Angger Wuranta, aku mendapat perintah dari Angger Sidanti untuk membawa Angger
menghadap.”
“Tengah malam
begini?”
“He,” orang
tua itu menjadi heran mendengar jawaban Wuranta,
“apa bedanya
tengah malam dan tengah hari? Bukankah bagi seorang prajurit, apalagi dalam
keadaan yang penting semacam ini, tidak ada perbedaan waktu? Sekarang Angger
harus menghadap. Besok pagi Angger Sidanti sudah akan mulai dengan sebuah
gerakan yang menentukan. Kau tahu, bahwa apa yang kau katakan kepada Angger
Sidanti ternyata tidak benar? Mungkin kau tidak sengaja berbohong, tetapi kalau
kesalahan tidak dibetulkan, maka akibatnya akan jauh sekali. Ternyata menurut
Ki Tambak Wedi yang baru saja datang dari Jati Anom, Untara sama sekali tidak
datang dengan pasukan segelar sepapan. Memang ia membuat gelar sandi dengan
menggerakkan orang-orangnya yang dibawanya. Peronda yang hilir-mudik dan
penghubung-penghubung berkuda. Tetapi Ki Tambak Wedi tak dapat dikelabuhi.

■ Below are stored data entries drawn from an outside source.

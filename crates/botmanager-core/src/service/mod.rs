//! Transactional resource service layered over the repository.

pub mod bot;
pub mod transaction;
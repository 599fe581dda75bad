//! Bot handlers for the REST API.
//!
//! Every successful call answers 201 with the bot (or bot list) in the
//! envelope's `data`.

use std::time::Instant;

use axum::Json;
use axum::extract::rejection::{JsonRejection, QueryRejection};
use axum::extract::{Query, State};
use serde::Serialize;

use botmanager_types::bot::{Bot, BotId, BotUpdate, NewBot, ProjectId};
use botmanager_types::error::BotError;

use crate::http::error::AppError;
use crate::http::extractors::context::Caller;
use crate::http::extractors::query::{BotIdQuery, BotQuery};
use crate::http::response::ApiResponse;
use crate::state::AppState;

/// `GET /v1/bot` answers either one bot or a project's bots.
#[derive(Debug, Serialize)]
#[serde(untagged)]
pub enum BotLookup {
    One(Bot),
    Many(Vec<Bot>),
}

fn bot_link(bot: &Bot) -> String {
    format!("/v1/bot?botId={}", bot.id)
}

fn parse_bot_id(raw: &str) -> Result<BotId, AppError> {
    raw.parse()
        .map_err(|_| BotError::InvalidInput(format!("invalid botId '{raw}'")).into())
}

fn parse_project_id(raw: &str) -> Result<ProjectId, AppError> {
    raw.parse()
        .map_err(|_| BotError::InvalidInput(format!("invalid projectId '{raw}'")).into())
}

/// POST /v1/bot - Create a bot owned by the caller.
pub async fn create_bot(
    State(state): State<AppState>,
    Caller(ctx): Caller,
    body: Result<Json<NewBot>, JsonRejection>,
) -> Result<ApiResponse<Bot>, AppError> {
    let start = Instant::now();
    let Json(draft) = body.map_err(|e| AppError::Validation(e.body_text()))?;

    let bot = state.bot_service.create_bot(&ctx, draft).await?;
    let elapsed = start.elapsed().as_millis() as u64;

    let link = bot_link(&bot);
    Ok(ApiResponse::created(bot, ctx.request_id.to_string(), elapsed).with_link("self", &link))
}

/// GET /v1/bot - Look up by `botId`, `name`, or `projectId`.
pub async fn get_bot(
    State(state): State<AppState>,
    Caller(ctx): Caller,
    query: Result<Query<BotQuery>, QueryRejection>,
) -> Result<ApiResponse<BotLookup>, AppError> {
    let start = Instant::now();
    let Query(query) = query.map_err(|e| AppError::Validation(e.body_text()))?;

    let found = if let Some(raw) = query.bot_id.as_deref() {
        let id = parse_bot_id(raw)?;
        BotLookup::One(state.bot_service.get_bot_by_id(&ctx, id).await?)
    } else if let Some(name) = query.name.as_deref() {
        BotLookup::One(state.bot_service.get_bot_by_name(&ctx, name).await?)
    } else if let Some(raw) = query.project_id.as_deref() {
        let project_id = parse_project_id(raw)?;
        BotLookup::Many(
            state
                .bot_service
                .get_bots_by_project_id(&ctx, project_id)
                .await?,
        )
    } else {
        return Err(BotError::InvalidInput(
            "one of botId, name, or projectId is required".to_string(),
        )
        .into());
    };
    let elapsed = start.elapsed().as_millis() as u64;

    let link = match &found {
        BotLookup::One(bot) => Some(bot_link(bot)),
        BotLookup::Many(_) => None,
    };
    let resp = ApiResponse::created(found, ctx.request_id.to_string(), elapsed);
    Ok(match link {
        Some(link) => resp.with_link("self", &link),
        None => resp,
    })
}

/// PATCH /v1/bot - Replace a bot's mutable fields.
pub async fn update_bot(
    State(state): State<AppState>,
    Caller(ctx): Caller,
    body: Result<Json<BotUpdate>, JsonRejection>,
) -> Result<ApiResponse<Bot>, AppError> {
    let start = Instant::now();
    let Json(update) = body.map_err(|e| AppError::Validation(e.body_text()))?;

    let bot = state.bot_service.update_bot(&ctx, update).await?;
    let elapsed = start.elapsed().as_millis() as u64;

    let link = bot_link(&bot);
    Ok(ApiResponse::created(bot, ctx.request_id.to_string(), elapsed).with_link("self", &link))
}

/// DELETE /v1/bot?botId= - Delete a bot and return it.
pub async fn delete_bot(
    State(state): State<AppState>,
    Caller(ctx): Caller,
    query: Result<Query<BotIdQuery>, QueryRejection>,
) -> Result<ApiResponse<Bot>, AppError> {
    let start = Instant::now();
    let Query(query) = query.map_err(|e| AppError::Validation(e.body_text()))?;

    let raw = query
        .bot_id
        .ok_or_else(|| AppError::from(BotError::InvalidInput("botId is required".to_string())))?;
    let id = parse_bot_id(&raw)?;

    let bot = state.bot_service.delete_bot(&ctx, id).await?;
    let elapsed = start.elapsed().as_millis() as u64;

    Ok(ApiResponse::created(bot, ctx.request_id.to_string(), elapsed))
}
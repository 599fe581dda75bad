//! Request extractors and the authentication middleware.

pub mod auth;
pub mod context;
pub mod query;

Itulah sebabnya Ki Tambak Wedi memutuskan, sebentar lagi kita berangkat ke Jati
Anom. Begitu matahari memanjat langit, begitu kita hancurkan pasukan Pajang.
Nah, kau dengar. Itulah sebabnya semua persoalan harus diselesaikan sekarang.
Termasuk persoalanmu.”
“Apakah ada
persoalan dengan aku?” bertanya Wuranta.
Orang tua itu
tertawa. Ketika ia berpaling, maka laki-laki yang berdiri di sampingnya
itu pun tertawa pula.
“Aku tidak
tahu pasti, Ngger. Apakah persoalanmu itu. Tetapi yang aku tangkap, ternyata Ki
Tambak Wedi mencurigaimu. Apalagi ketika Ki Tambak Wedi itu mendengar
percakapan di dalam rumahmu. Percakapan yang mencurigakan. Bukankah di dalam
rumahmu itu bersembunyi anak-anak muda yang bernama Swandaru dan Agung Sedayu?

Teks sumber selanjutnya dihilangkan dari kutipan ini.